Though one-hundred years older, Ulysses speaks through air-oriented registers, too: literary mass carved from upswells and emanations of “wavespeech” telegraphed into language(s) sung, spoken, silent. An amalgam of English, Italian, and Latin, alongside invented phonetic code of his own, its shifting aural mix echoes the Joyce family’s own migrations and multi-tongue parlance at home. (Triestine Italian was his dancer-choreographer daughter Lucia’s first language, and Joyce’s language of choice, for it was “easier on the voice.”)[2]
I wonder if this condition of suspension and long gestation that I dialogue, Kinch has tangoed with mid-crossing, of its not ‘landing’ per se, would “howsomever” suit Joyce, whose own verbal strewing predisposes slippages, flow, and forces that “[contravene] material borders”.[3] In Ulysses, terra firma becomes tidal when treated by him, just as airs and tides monologue as if mouths themselves. “Seesoo, hrss, rsseeiss, ooos … speech ceases. It flows purling, widely flowing, floating foampool, flower unfurling…” “Mouthed fleshless lips of air.” “Muskperfumed.”[4] All matter is talkative in his cosmos.
Certain works in I dialogue, Kinch tack around the book. Others tune in and transcribe its textures in tandem with Joyce’s echolocational ear—amplified, no doubt, by a lifetime of worsening sight (note his eyepatch in Berenice Abbott’s portraits), it drives a rhythmic feeling-for that moves us, episode to episode, wavelength to wavelength, across conversations, scenarios, and sites in Dublin. “Rhythm begins, you see. I hear.”
Enter Simon Popper’s manuscript, Ulysses (2006), a reel-to-reel retranscription of Joyce’s every word, reordered here in attenuated alphabetical arrangement like a heap of verbal playing cards. Absurd absurd absurdity ABU Abulafia abundance abundance abundance abundant abundant ABUNDANT … Haddington haddock haddock haddy Hades hadnt hadnt hadnt hadnt … Echoic ghostwriting (phonotation?) in spoken word affect, this text begs to be run as “soundmeat” through a voice. It even sits, on the page, like Joyce’s protégé Samuel Beckett’s 1972 monologue, Not I, staged in pitch-darkness save for an illumined mouth.[5]

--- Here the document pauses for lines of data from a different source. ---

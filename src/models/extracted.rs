//! Raw text acquisition results.

use serde::{Deserialize, Serialize};

/// Pipeline that produced the text.
#[derive(Debug, Clone, Copy, PartialEq, Eq, Serialize, Deserialize)]
#[serde(rename_all = "lowercase")]
pub enum ExtractionMethod {
    /// Direct text-layer extraction (plain text, DOCX).
    Text,
    /// Optical character recognition.
    Ocr,
}

impl ExtractionMethod {
    pub fn as_str(&self) -> &'static str {
        match self {
            ExtractionMethod::Text => "text",
            ExtractionMethod::Ocr => "ocr",
        }
    }
}

/// Result of raw text acquisition from a document.
///
/// Created once per extraction attempt and consumed by the field
/// extractor; never persisted by the core itself.
#[derive(Debug, Clone, Serialize, Deserialize)]
pub struct ExtractedText {
    /// Extracted textual content; may be empty.
    pub text: String,
    /// Number of pages that contributed text.
    pub page_count: u32,
    /// Which pipeline produced the text.
    pub method: ExtractionMethod,
    /// Engine-reported accuracy estimate in [0, 100].
    /// Only meaningful when `method` is OCR.
    pub confidence: Option<f32>,
}

impl ExtractedText {
    /// Single-page text-layer result with no confidence attached.
    pub fn from_text_layer(text: String) -> Self {
        Self {
            text,
            page_count: 1,
            method: ExtractionMethod::Text,
            confidence: None,
        }
    }

    /// Count of word-like tokens, used to compare extraction quality
    /// between the text layer and an OCR rescue of the same document.
    pub fn word_count(&self) -> usize {
        crate::extract::scan::word_token_count(&self.text)
    }
}
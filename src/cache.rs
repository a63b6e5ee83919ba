//! In-memory result cache for extraction output.
//!
//! Keyed by `(requester, content fingerprint)` so repeated extraction of
//! the same document is idempotent and cheap, without one requester's
//! cached extraction leaking into another's visibility. TTL-based expiry
//! is evaluated lazily on `get`; a bounded full-table sweep runs
//! opportunistically from `get`/`put` when more than the sweep interval
//! has elapsed, so memory does not grow unboundedly under sustained
//! traffic. No durability across restarts.

use std::collections::HashMap;
use std::sync::Mutex;
use std::time::{Duration, Instant};

/// Default minimum gap between opportunistic full-table sweeps.
pub const SWEEP_INTERVAL: Duration = Duration::from_secs(300);

/// Default TTL for cached extraction results (1 hour).
pub const DEFAULT_TTL: Duration = Duration::from_secs(3600);

struct CacheEntry<T> {
    value: T,
    created_at: Instant,
    expires_at: Instant,
}

impl<T: Clone> CacheEntry<T> {
    fn new(value: T, ttl: Duration) -> Self {
        let now = Instant::now();
        Self {
            value,
            created_at: now,
            expires_at: now + ttl,
        }
    }

    fn is_expired(&self) -> bool {
        Instant::now() >= self.expires_at
    }
}

struct CacheInner<T> {
    entries: HashMap<String, CacheEntry<T>>,
    last_sweep: Instant,
}

/// Snapshot of cache occupancy.
#[derive(Debug, Clone, Copy, PartialEq, Eq)]
pub struct CacheStats {
    pub size: usize,
    pub oldest_entry_age_ms: u64,
}

/// Per-requester, content-addressed result cache.
///
/// Last write wins per key; no merge semantics. A single exclusive lock
/// guards the mapping - every operation completes in microseconds and
/// throughput here is never the bottleneck, OCR latency is. The cache
/// never raises: a poisoned lock degrades to a forced miss / dropped
/// write rather than blocking the request.
pub struct ResultCache<T> {
    inner: Mutex<CacheInner<T>>,
    ttl: Duration,
    sweep_interval: Duration,
}

impl<T: Clone> ResultCache<T> {
    /// Create a cache with the default 1-hour TTL.
    pub fn new() -> Self {
        Self::with_ttl(DEFAULT_TTL)
    }

    /// Create a cache with a custom TTL and the default sweep interval.
    pub fn with_ttl(ttl: Duration) -> Self {
        Self::with_ttl_and_sweep(ttl, SWEEP_INTERVAL)
    }

    /// Create a cache with a custom TTL and sweep interval.
    pub fn with_ttl_and_sweep(ttl: Duration, sweep_interval: Duration) -> Self {
        Self {
            inner: Mutex::new(CacheInner {
                entries: HashMap::new(),
                last_sweep: Instant::now(),
            }),
            ttl,
            sweep_interval,
        }
    }

    fn key(requester_id: &str, fingerprint: &str) -> String {
        format!("{}:{}", requester_id, fingerprint)
    }

    /// Look up a cached result. An entry past its expiry is deleted and
    /// reported absent.
    pub fn get(&self, fingerprint: &str, requester_id: &str) -> Option<T> {
        let key = Self::key(requester_id, fingerprint);
        let mut inner = self.inner.lock().ok()?;
        self.maybe_sweep(&mut inner);

        match inner.entries.get(&key) {
            Some(entry) if !entry.is_expired() => Some(entry.value.clone()),
            Some(_) => {
                inner.entries.remove(&key);
                None
            }
            None => None,
        }
    }

    /// Store a result under the cache TTL. Overwrites any previous
    /// entry for the same key.
    pub fn put(&self, fingerprint: &str, requester_id: &str, value: T) {
        self.put_with_ttl(fingerprint, requester_id, value, self.ttl)
    }

    /// Store a result with an explicit TTL.
    pub fn put_with_ttl(&self, fingerprint: &str, requester_id: &str, value: T, ttl: Duration) {
        if let Ok(mut inner) = self.inner.lock() {
            self.maybe_sweep(&mut inner);
            inner
                .entries
                .insert(Self::key(requester_id, fingerprint), CacheEntry::new(value, ttl));
        }
    }

    /// Drop a cached result, if present.
    pub fn invalidate(&self, fingerprint: &str, requester_id: &str) {
        if let Ok(mut inner) = self.inner.lock() {
            inner.entries.remove(&Self::key(requester_id, fingerprint));
        }
    }

    /// Current size and age of the oldest entry.
    pub fn stats(&self) -> CacheStats {
        match self.inner.lock() {
            Ok(inner) => {
                let oldest = inner
                    .entries
                    .values()
                    .map(|e| e.created_at.elapsed().as_millis() as u64)
                    .max()
                    .unwrap_or(0);
                CacheStats {
                    size: inner.entries.len(),
                    oldest_entry_age_ms: oldest,
                }
            }
            Err(_) => CacheStats {
                size: 0,
                oldest_entry_age_ms: 0,
            },
        }
    }

    /// Full-table sweep of expired entries, at most once per sweep
    /// interval. Cost is amortized across `get`/`put` calls; this is the
    /// only path by which expired keys that are never read again leave
    /// memory.
    fn maybe_sweep(&self, inner: &mut CacheInner<T>) {
        if inner.last_sweep.elapsed() < self.sweep_interval {
            return;
        }
        let before = inner.entries.len();
        inner.entries.retain(|_, entry| !entry.is_expired());
        inner.last_sweep = Instant::now();
        let evicted = before - inner.entries.len();
        if evicted > 0 {
            tracing::debug!(evicted, remaining = inner.entries.len(), "cache sweep");
        }
    }
}

impl<T: Clone> Default for ResultCache<T> {
    fn default() -> Self {
        Self::new()
    }
}

#[cfg(test)]
mod tests {
    use super::*;

    #[test]
    fn test_round_trip_before_ttl() {
        let cache: ResultCache<String> = ResultCache::new();
        cache.put("fp1", "user1", "result".to_string());
        assert_eq!(cache.get("fp1", "user1"), Some("result".to_string()));
    }

    #[test]
    fn test_expired_entry_is_absent_and_deleted() {
        let cache: ResultCache<String> = ResultCache::with_ttl(Duration::from_millis(0));
        cache.put("fp1", "user1", "result".to_string());
        assert_eq!(cache.get("fp1", "user1"), None);
        // Lazy eviction removed the entry.
        assert_eq!(cache.stats().size, 0);
    }

    #[test]
    fn test_requester_isolation() {
        let cache: ResultCache<String> = ResultCache::new();
        cache.put("fp1", "userA", "result".to_string());
        assert_eq!(cache.get("fp1", "userB"), None);
        assert_eq!(cache.get("fp1", "userA"), Some("result".to_string()));
    }

    #[test]
    fn test_last_write_wins() {
        let cache: ResultCache<u32> = ResultCache::new();
        cache.put("fp1", "user1", 1);
        cache.put("fp1", "user1", 2);
        assert_eq!(cache.get("fp1", "user1"), Some(2));
        assert_eq!(cache.stats().size, 1);
    }

    #[test]
    fn test_invalidate() {
        let cache: ResultCache<u32> = ResultCache::new();
        cache.put("fp1", "user1", 1);
        cache.invalidate("fp1", "user1");
        assert_eq!(cache.get("fp1", "user1"), None);
    }

    #[test]
    fn test_sweep_evicts_expired_keys_never_read_again() {
        let cache: ResultCache<u32> =
            ResultCache::with_ttl_and_sweep(Duration::from_millis(0), Duration::from_millis(0));
        cache.put("fp1", "user1", 1);
        cache.put("fp2", "user1", 2);
        // The next write sweeps; the expired keys leave memory without
        // ever being looked up.
        cache.put("fp3", "user1", 3);
        assert_eq!(cache.stats().size, 1);
    }

    #[test]
    fn test_sweep_waits_for_its_interval() {
        let cache: ResultCache<u32> =
            ResultCache::with_ttl_and_sweep(Duration::from_millis(0), Duration::from_secs(3600));
        cache.put("fp1", "user1", 1);
        cache.put("fp2", "user1", 2);
        cache.put("fp3", "user1", 3);
        // Expired entries linger until the interval elapses.
        assert_eq!(cache.stats().size, 3);
    }

    #[test]
    fn test_stats() {
        let cache: ResultCache<u32> = ResultCache::new();
        assert_eq!(cache.stats().size, 0);
        cache.put("fp1", "user1", 1);
        cache.put("fp2", "user1", 2);
        let stats = cache.stats();
        assert_eq!(stats.size, 2);
    }
}
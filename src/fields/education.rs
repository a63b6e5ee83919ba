//! Education extraction.
//!
//! Lines in the education section carrying a degree keyword become
//! entries; the institution comes from the same line after a separator
//! or from an adjacent line naming a school. Date ranges attach to the
//! nearest preceding or same-line entry.

use std::sync::LazyLock;

use regex::Regex;

use crate::models::{EducationEntry, FieldProvenanceEntry};

use super::dates::parse_range;
use super::sections::{find_section, strip_bullet, SectionKind};

static DEGREE: LazyLock<Regex> = LazyLock::new(|| {
    Regex::new(r"(?i)\b(b\.?sc|m\.?sc|bachelor|master|ph\.?d|doktorat?|diplom|dipl\.|mba|cas|das|mas|matura|maturité|lehre|apprenticeship|licence|laurea|eidg\. fachausweis)\b").unwrap()
});

static INSTITUTION: LazyLock<Regex> = LazyLock::new(|| {
    Regex::new(r"(?i)\b(universität|université|università|university|eth|epfl|hochschule|fachhochschule|hslu|zhaw|fhnw|école|school|college|institut|gymnasium|berufsschule)\b").unwrap()
});

/// Extract ordered education entries. Never fails.
pub fn extract_education(text: &str) -> (Vec<EducationEntry>, Vec<FieldProvenanceEntry>) {
    let mut entries: Vec<EducationEntry> = Vec::new();
    let mut provenance = Vec::new();

    let Some((body, _)) = find_section(text, SectionKind::Education) else {
        return (entries, provenance);
    };

    for raw_line in body.lines() {
        let mut line = strip_bullet(raw_line.trim()).to_string();
        if line.is_empty() {
            continue;
        }

        // A range on the line dates the entry it describes.
        let range = parse_range(&line).map(|(range, span)| {
            let remainder = format!("{} {}", &line[..span.0], &line[span.1..]);
            line = remainder.trim().trim_matches([',', '|', ':']).trim().to_string();
            range
        });

        if line.is_empty() {
            // Bare range line: dates the most recent entry if it has none.
            if let (Some(range), Some(last)) = (range, entries.last_mut()) {
                if last.start_date.is_none() && last.end_date.is_none() {
                    last.start_date = range.start;
                    last.end_date = range.end;
                }
            }
            continue;
        }

        if DEGREE.is_match(&line) {
            let (degree, institution) = split_degree_institution(&line);
            entries.push(EducationEntry {
                degree,
                institution,
                start_date: range.as_ref().and_then(|r| r.start.clone()),
                end_date: range.as_ref().and_then(|r| r.end.clone()),
            });
        } else if INSTITUTION.is_match(&line) {
            // Institution on its own line belongs to the entry above.
            if let Some(last) = entries.last_mut() {
                if last.institution.is_empty() {
                    last.institution = line.clone();
                }
            }
        }
    }

    // Entries need both halves to be useful downstream; provenance is
    // indexed against the surviving entries only.
    let mut filtered: Vec<EducationEntry> = Vec::with_capacity(entries.len());
    for entry in entries {
        if entry.institution.is_empty() {
            continue;
        }
        provenance.push(FieldProvenanceEntry::new(
            &format!("education[{}].degree", filtered.len()),
            &entry.degree,
            None,
        ));
        provenance.push(FieldProvenanceEntry::new(
            &format!("education[{}].institution", filtered.len()),
            &entry.institution,
            None,
        ));
        filtered.push(entry);
    }
    (filtered, provenance)
}

/// Split "MSc Computer Science, ETH Zürich" style lines. When no
/// separator is present but the line names a school, the institution
/// match and everything after it is the institution.
fn split_degree_institution(line: &str) -> (String, String) {
    for sep in [", ", " - ", " – ", " | ", " at ", " @ "] {
        if let Some((degree, institution)) = line.split_once(sep) {
            let degree = degree.trim();
            let institution = institution.trim();
            if !degree.is_empty() && !institution.is_empty() {
                return (degree.to_string(), institution.to_string());
            }
        }
    }
    if let Some(m) = INSTITUTION.find(line) {
        let degree = line[..m.start()].trim().trim_matches(',').trim();
        if !degree.is_empty() {
            return (degree.to_string(), line[m.start()..].trim().to_string());
        }
    }
    (line.trim().to_string(), String::new())
}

Sadie Murdoch’s commissioned works, saturate, “wet printed” black and white photographic montages, emit at different volume—dancing us by way of a muted daughter, Lucia, towards her author father.[6] In H.C.N. (2021) (shorthand for ‘Here Comes Nobody’) and her Flush Poised series, Murdoch reperforms scant trace imagery, in its absentia, of Lucia’s movement lexicon, best known to us in Berenice Abbott’s 1926-7 portraits of her that Beckett treasured, hieroglyphic (voguish then) in fishtail chainmail. Triangulations in choreographic conversation occur, though, as Murdoch migrates artist, poet, and similarly milieu’d scenester, Baroness Elsa von Freytag-Loringhoven, into Kindly, Kopper-Spangled Star (2021). (Elsa’s Cast Iron Lover poem appeared in the same 1918 issue of The Little Review that inaugurated Ulysses’ serialised instalments.)
Other works brined by the book encompass Tim Berresheim’s cryptic prints of rail tracks; Sonja Blum’s clay vessels, Annus Mirabilis I and II (2019), with inky neo-Grecian biro inscriptions of “technological rush backwards”; Toby Christian’s reconstituted pulped paper wall sculptures, where paper turns in on itself in textile thickness; Oskar Korsár’s loose figural drawing on paper, with a seeing-eye breast; Agata Madejska’s audio installation out of which redacted political speech—strung together, in Joycean tangle, from Donald Trump’s occasional emotive utterances at the podium—rains phonetic into a cloth listening enclosure as grayscale as Abbott’s photographs; Katarina Spielmann’s high-colour impastoed plaster panels that grow, it seems, from below; Joel Tomlin’s hand-carved found-wood assemblages, Moons (2021) and Amphora (2021), each tinged with heraldic undertone; and the author’s own language-‘painted’ face mask mouthpieces, of Joyce’s words creolized with her own: choreographic objects to be spoken through.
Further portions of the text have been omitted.